--- MATERIAL FOR THIS EXERCISE ---

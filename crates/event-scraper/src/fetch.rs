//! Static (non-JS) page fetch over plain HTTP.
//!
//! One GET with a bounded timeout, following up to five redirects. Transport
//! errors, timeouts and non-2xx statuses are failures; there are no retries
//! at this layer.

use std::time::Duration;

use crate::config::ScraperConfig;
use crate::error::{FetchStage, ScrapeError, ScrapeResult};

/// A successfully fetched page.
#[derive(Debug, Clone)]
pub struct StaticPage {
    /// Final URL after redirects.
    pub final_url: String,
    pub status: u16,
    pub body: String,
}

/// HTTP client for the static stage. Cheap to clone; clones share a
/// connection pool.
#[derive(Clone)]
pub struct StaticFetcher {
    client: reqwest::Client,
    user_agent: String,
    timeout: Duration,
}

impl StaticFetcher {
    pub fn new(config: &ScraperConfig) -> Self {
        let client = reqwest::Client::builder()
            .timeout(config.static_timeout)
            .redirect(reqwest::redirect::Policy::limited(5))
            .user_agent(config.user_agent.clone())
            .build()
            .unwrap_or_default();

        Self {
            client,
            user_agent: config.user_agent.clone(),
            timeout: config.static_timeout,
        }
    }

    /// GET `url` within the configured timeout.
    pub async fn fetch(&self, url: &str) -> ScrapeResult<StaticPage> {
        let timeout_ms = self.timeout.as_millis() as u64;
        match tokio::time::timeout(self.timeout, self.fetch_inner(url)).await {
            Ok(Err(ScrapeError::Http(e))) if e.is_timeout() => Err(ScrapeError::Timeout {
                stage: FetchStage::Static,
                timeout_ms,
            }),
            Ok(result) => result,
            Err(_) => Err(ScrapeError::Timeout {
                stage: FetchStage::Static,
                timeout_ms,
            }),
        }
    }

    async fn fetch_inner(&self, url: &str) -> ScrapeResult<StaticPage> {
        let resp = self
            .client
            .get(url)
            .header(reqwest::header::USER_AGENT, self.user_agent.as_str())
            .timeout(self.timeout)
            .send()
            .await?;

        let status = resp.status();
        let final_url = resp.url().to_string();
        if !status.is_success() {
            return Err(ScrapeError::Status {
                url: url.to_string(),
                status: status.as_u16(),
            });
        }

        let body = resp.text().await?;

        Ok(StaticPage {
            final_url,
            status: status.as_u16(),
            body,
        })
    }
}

---
--- MATERIAL FOR THIS EXERCISE ---

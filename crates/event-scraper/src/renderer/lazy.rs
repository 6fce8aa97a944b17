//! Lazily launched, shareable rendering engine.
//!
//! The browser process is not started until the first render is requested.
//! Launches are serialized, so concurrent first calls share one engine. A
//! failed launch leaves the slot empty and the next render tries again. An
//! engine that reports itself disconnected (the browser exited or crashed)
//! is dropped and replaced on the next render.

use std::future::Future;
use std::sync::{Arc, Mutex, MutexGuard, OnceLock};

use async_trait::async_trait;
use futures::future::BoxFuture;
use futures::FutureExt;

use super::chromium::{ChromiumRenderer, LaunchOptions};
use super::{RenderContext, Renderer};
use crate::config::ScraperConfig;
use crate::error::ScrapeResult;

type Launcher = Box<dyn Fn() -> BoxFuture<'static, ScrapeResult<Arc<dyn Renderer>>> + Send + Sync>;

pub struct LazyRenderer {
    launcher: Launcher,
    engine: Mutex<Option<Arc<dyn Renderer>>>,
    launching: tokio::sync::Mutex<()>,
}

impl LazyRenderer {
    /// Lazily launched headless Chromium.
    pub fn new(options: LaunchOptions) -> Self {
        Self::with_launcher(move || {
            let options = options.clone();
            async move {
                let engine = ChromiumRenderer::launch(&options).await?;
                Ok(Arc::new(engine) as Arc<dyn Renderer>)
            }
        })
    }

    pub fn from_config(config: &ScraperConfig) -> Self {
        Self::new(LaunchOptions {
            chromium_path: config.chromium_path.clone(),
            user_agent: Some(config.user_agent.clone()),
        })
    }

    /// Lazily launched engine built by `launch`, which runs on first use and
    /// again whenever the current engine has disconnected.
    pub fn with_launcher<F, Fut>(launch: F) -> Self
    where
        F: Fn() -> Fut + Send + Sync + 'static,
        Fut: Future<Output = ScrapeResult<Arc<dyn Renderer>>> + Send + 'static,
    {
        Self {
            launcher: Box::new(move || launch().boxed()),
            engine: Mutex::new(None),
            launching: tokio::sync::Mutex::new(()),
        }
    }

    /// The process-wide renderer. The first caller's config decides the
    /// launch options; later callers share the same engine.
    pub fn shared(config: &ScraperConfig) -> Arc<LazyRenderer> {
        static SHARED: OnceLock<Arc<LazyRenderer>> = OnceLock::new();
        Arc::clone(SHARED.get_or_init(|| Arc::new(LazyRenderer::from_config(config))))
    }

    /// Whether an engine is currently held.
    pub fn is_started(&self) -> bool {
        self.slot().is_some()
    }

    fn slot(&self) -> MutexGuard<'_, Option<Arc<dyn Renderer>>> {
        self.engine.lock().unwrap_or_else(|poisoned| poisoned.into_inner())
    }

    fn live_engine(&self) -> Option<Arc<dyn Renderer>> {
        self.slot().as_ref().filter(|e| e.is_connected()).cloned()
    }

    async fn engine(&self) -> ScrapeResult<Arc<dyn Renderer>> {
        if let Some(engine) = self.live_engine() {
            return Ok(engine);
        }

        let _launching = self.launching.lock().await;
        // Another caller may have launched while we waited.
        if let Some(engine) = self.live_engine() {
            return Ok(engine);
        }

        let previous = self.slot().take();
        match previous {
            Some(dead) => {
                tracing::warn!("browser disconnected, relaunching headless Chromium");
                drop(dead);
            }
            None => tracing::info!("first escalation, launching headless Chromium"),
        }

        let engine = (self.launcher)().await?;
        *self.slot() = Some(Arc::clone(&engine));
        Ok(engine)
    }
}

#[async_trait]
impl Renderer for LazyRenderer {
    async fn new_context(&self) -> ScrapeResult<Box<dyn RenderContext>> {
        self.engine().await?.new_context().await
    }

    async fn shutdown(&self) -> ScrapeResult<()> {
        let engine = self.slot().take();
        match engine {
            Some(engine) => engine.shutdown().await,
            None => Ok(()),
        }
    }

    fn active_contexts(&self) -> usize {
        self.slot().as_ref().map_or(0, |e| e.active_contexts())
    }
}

---

◆ EXERCISE AIM ◆
Your answer must be the lines above from the one containing "drop(dead);" to the one containing "impl Renderer for", both included, restated word for word.

◆ EXERCISE ANSWER ◆
                drop(dead);
            }
            None => tracing::info!("first escalation, launching headless Chromium"),
        }

        let engine = (self.launcher)().await?;
        *self.slot() = Some(Arc::clone(&engine));
        Ok(engine)
    }
}

#[async_trait]
impl Renderer for LazyRenderer {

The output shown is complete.